As we engage in this essay—in writing, observing, and picturing subjects—our reflections unfold from a northwestern European perspective, being citizens of Denmark and Ireland, all of us rooted in the privileges of a welfare state. When reflecting on the city and life during the pandemic, we have our dominant experience set in an urban northwestern European context. We are aware that our experiences, elaborated in this essay, are personal explorations in the context of pandemics throughout history, and that they come from an overall privileged European position. We do not attempt to capture or search for a shared reality or experience, or aim to represent or reinsert specific perspectives, positions, or beliefs. Rather, this essay is a search in co-creation as an affective and aesthetic discipline to engage, process, and rearrange experienced moments of hope, despair, and bewilderment relating to the pandemic. We do not want to break free, disrupt, chase, or stay with these moments, but tremble with them. We situate them loosely within our theoretical backgrounds of visual culture, performance studies, affect studies, and urban studies. We have collaborated on arts-based practices for several years, developing artistic methods on approaching issues such as migration, borders, identity, and the climate crisis.
Pandemic Bewilderment
Still falling. Today. Still falling. From the repetitive orders and norms, repeating again and again. Still falling. Falling from the hard edges of what we have accomplished.
Spilling words, images, speculations all over the place. Words and gazes leaking from our living rooms. Your voice trembles for a moment. Words and images leaking from the concrete desserts of the city, from the rooftops of our discontent. On the floor life, trying to close my eyes of stones, my dream faces these weird friends from other cities. Doves coming from my chest, rumours!

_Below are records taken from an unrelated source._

use std::collections::BTreeMap;
use std::sync::Arc;

use chrono::Utc;
use tracing::{info, warn};

use super::domain::{
    AssessmentOutcome, AssessmentRecord, AssessmentView, CriterionLine, HotelDetails, HotelId,
    HotelRecord, HotelSummary, NewAssessment, NewHotel, SurveySubmission,
};
use super::repository::{AssessmentRepository, RepositoryError};
use crate::rating::RatingEngine;
use crate::survey::{AnswerScale, SurveyCatalog, SurveyError, SurveyGuard};

/// Service composing the survey catalog, answer guard, rating engine, and repository.
pub struct AssessmentService<R> {
    catalog: Arc<SurveyCatalog>,
    guard: Arc<SurveyGuard>,
    engine: Arc<RatingEngine>,
    repository: Arc<R>,
}

impl<R> AssessmentService<R>
where
    R: AssessmentRepository + 'static,
{
    pub fn new(repository: Arc<R>, engine: RatingEngine, scale: AnswerScale) -> Self {
        Self::with_catalog(SurveyCatalog::standard(), repository, engine, scale)
    }

    pub fn with_catalog(
        catalog: SurveyCatalog,
        repository: Arc<R>,
        engine: RatingEngine,
        scale: AnswerScale,
    ) -> Self {
        Self {
            catalog: Arc::new(catalog),
            guard: Arc::new(SurveyGuard::new(scale)),
            engine: Arc::new(engine),
            repository,
        }
    }

    pub fn catalog(&self) -> &SurveyCatalog {
        &self.catalog
    }

    pub fn engine(&self) -> &RatingEngine {
        &self.engine
    }

    pub fn answer_scale(&self) -> AnswerScale {
        self.guard.scale()
    }

    /// Rate a survey and store it against the named hotel, creating the hotel on first use.
    pub fn submit(
        &self,
        submission: SurveySubmission,
    ) -> Result<AssessmentOutcome, AssessmentServiceError> {
        let hotel_name = submission.hotel_name.trim();
        if hotel_name.is_empty() {
            warn!("rejected survey submission without a hotel name");
            return Err(SurveyError::MissingHotelName.into());
        }

        let sheet = self
            .guard
            .sheet_from_answers(&self.catalog, &self.engine, &submission.answers)
            .map_err(|error| {
                warn!(hotel = hotel_name, %error, "rejected survey submission");
                error
            })?;

        let result = self.engine.rate(&sheet.category_scores);
        let explanation =
            self.engine
                .explain(&sheet.category_scores, &sheet.criteria_scores, result.star);

        let address = submission
            .address
            .as_deref()
            .map(str::trim)
            .filter(|value| !value.is_empty())
            .map(str::to_string);
        let criterion_scores: BTreeMap<_, _> = submission
            .answers
            .iter()
            .map(|answer| (answer.criterion_id.clone(), answer.score))
            .collect();

        let recorded = self.repository.record_assessment(
            NewHotel {
                name: hotel_name.to_string(),
                address,
            },
            NewAssessment {
                star: result.star,
                weighted_average: result.weighted_average,
                recorded_at: Utc::now(),
                criterion_scores,
            },
        )?;
        let hotel = recorded.hotel;
        let record = recorded.assessment;

        if recorded.hotel_created {
            info!(hotel_id = %hotel.id, name = %hotel.name, "registered hotel");
        }
        info!(
            hotel_id = %hotel.id,
            assessment_id = %record.id,
            star = result.star,
            weighted_average = result.weighted_average,
            "recorded hotel assessment"
        );

        Ok(AssessmentOutcome {
            hotel_id: hotel.id,
            assessment_id: record.id,
            result,
            category_scores: sheet.category_scores,
            explanation,
        })
    }

    /// All known hotels with their assessment statistics, ordered by name.
    pub fn hotels(&self) -> Result<Vec<HotelSummary>, AssessmentServiceError> {
        let mut summaries = self
            .repository
            .list_hotels()?
            .into_iter()
            .map(|hotel| {
                let assessments = self.repository.assessments_for(hotel.id)?;
                Ok(summarize(hotel, &assessments))
            })
            .collect::<Result<Vec<_>, RepositoryError>>()?;

        summaries.sort_by(|left, right| left.name.cmp(&right.name).then(left.id.cmp(&right.id)));
        Ok(summaries)
    }

    /// One hotel with its assessments, newest first.
    pub fn hotel(&self, id: HotelId) -> Result<HotelDetails, AssessmentServiceError> {
        let hotel = self
            .repository
            .fetch_hotel(id)?
            .ok_or(RepositoryError::NotFound)?;

        let mut assessments = self.repository.assessments_for(hotel.id)?;
        let summary = summarize(hotel, &assessments);

        assessments.sort_by(|left, right| {
            right
                .recorded_at
                .cmp(&left.recorded_at)
                .then(right.id.cmp(&left.id))
        });

        Ok(HotelDetails {
            hotel: summary,
            assessments: assessments
                .into_iter()
                .map(|record| self.assessment_view(record))
                .collect(),
        })
    }

    fn assessment_view(&self, record: AssessmentRecord) -> AssessmentView {
        let criteria = self
            .catalog
            .categories()
            .iter()
            .flat_map(|spec| {
                spec.criteria.iter().filter_map(|criterion| {
                    record
                        .criterion_scores
                        .get(&criterion.id)
                        .map(|value| CriterionLine {
                            category: spec.category,
                            criterion: criterion.name.clone(),
                            value: *value,
                        })
                })
            })
            .collect();

        AssessmentView {
            id: record.id,
            star: record.star,
            weighted_average: record.weighted_average,
            recorded_at: record.recorded_at,
            criteria,
        }
    }
}

fn summarize(hotel: HotelRecord, assessments: &[AssessmentRecord]) -> HotelSummary {
    let average_star = if assessments.is_empty() {
        None
    } else {
        let total: f64 = assessments.iter().map(|record| f64::from(record.star)).sum();
        Some(round_to_tenth(total / assessments.len() as f64))
    };

    HotelSummary {
        id: hotel.id,
        name: hotel.name,
        address: hotel.address,
        assessment_count: assessments.len(),
        average_star,
    }
}

fn round_to_tenth(value: f64) -> f64 {
    (value * 10.0).round() / 10.0
}

/// Error raised by the assessment service.
#[derive(Debug, thiserror::Error)]
pub enum AssessmentServiceError {
    #[error(transparent)]
    Survey(#[from] SurveyError),
    #[error(transparent)]
    Repository(#[from] RepositoryError),
}
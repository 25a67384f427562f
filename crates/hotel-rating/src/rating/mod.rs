//! Star classification for hotel assessments.
//!
//! Category scores are reduced to a weighted composite, classified against the
//! star boundary table, and then checked against the override ladder. The
//! first override rule that matches replaces the boundary result.

mod aggregate;
mod boundary;
mod config;
pub mod domain;
mod explanation;
mod rules;

#[cfg(test)]
mod tests;

pub use config::{CategoryWeight, RatingConfig, RatingConfigError, StarBoundary};
pub use domain::{Category, CategoryScores, CriteriaScores, UnknownCategory};
pub use rules::{
    override_ladder, LabelProfile, LinguisticLabel, OverrideRule, RuleId, RuleMatch, RuleOutcome,
};

use serde::{Deserialize, Serialize};
use tracing::debug;

/// Stateless classifier applying a fixed rating configuration.
#[derive(Debug, Clone)]
pub struct RatingEngine {
    config: RatingConfig,
}

impl RatingEngine {
    pub fn new(config: RatingConfig) -> Self {
        Self { config }
    }

    pub fn config(&self) -> &RatingConfig {
        &self.config
    }

    /// Mean of a category's criterion scores (0 for an empty list).
    pub fn category_rating(&self, scores: &[f64]) -> f64 {
        aggregate::category_rating(scores)
    }

    pub fn weighted_average(&self, scores: &CategoryScores) -> f64 {
        aggregate::weighted_average(scores, &self.config)
    }

    pub fn classify_by_boundary(&self, weighted_avg: f64) -> u8 {
        boundary::classify(weighted_avg, self.config.boundaries())
    }

    /// First matching override rule, if any, for the given scores.
    pub fn evaluate_rules(&self, scores: &CategoryScores, weighted_avg: f64) -> Option<RuleMatch> {
        rules::evaluate(scores, self.classify_by_boundary(weighted_avg))
    }

    pub fn rate(&self, scores: &CategoryScores) -> RatingResult {
        let weighted_average = self.weighted_average(scores);
        let base_star = self.classify_by_boundary(weighted_average);
        let rule_match = rules::evaluate(scores, base_star);

        let star = match rule_match {
            Some(matched) => {
                debug!(
                    rule = matched.rule.code(),
                    base_star,
                    star = matched.star,
                    "override rule replaced boundary classification"
                );
                matched.star
            }
            None => base_star,
        };

        RatingResult {
            star,
            weighted_average,
            base_star,
            applied_rule: rule_match.map(|matched| matched.rule),
        }
    }

    pub fn explain(
        &self,
        category_scores: &CategoryScores,
        criteria_scores: &CriteriaScores,
        star: u8,
    ) -> String {
        explanation::generate(category_scores, criteria_scores, star)
    }
}

impl Default for RatingEngine {
    fn default() -> Self {
        Self::new(RatingConfig::standard())
    }
}

/// Final classification of one set of category scores.
#[derive(Debug, Clone, Copy, PartialEq, Serialize, Deserialize)]
pub struct RatingResult {
    pub star: u8,
    pub weighted_average: f64,
    /// Star level the boundary table alone produced.
    pub base_star: u8,
    #[serde(skip_serializing_if = "Option::is_none")]
    pub applied_rule: Option<RuleId>,
}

We are being reworked, rewilded, and destabilized by an invisible submicroscopic infectious agent. As living bodies during a global pandemic, our experiences, daily lives, and the choreographies we perform are dramatically unstable. As Bayo Akomolafe writes, “Every virus in its unfolding mattering and mutability is the creation of new worlds; every jot and tittle come with their own universes. Viruses in themselves resist coherence and categorization; there isn’t a stable group we can refer to.”3 Such agents are tilting bodies. We are interested in the body’s various affective states and what a body can do in the time of the pandemic. Following Spinoza, we understand affect as the mutual and relational capacity of a body to affect and to be affected.4 Since COVID-19 spread, we have become aware that being affected has increasingly become an everyday experience: being affected by figures, social distancing, death, discrimination, and vitalist bodies; affected by our despair and desire, our new pathways and bewilderment, what Spinoza calls sad affects, affects which decrease the body’s capacity to act. However, sad and intensive affects also produce imagery, worlds, and words, potentially carrying repressed thoughts to the forefront.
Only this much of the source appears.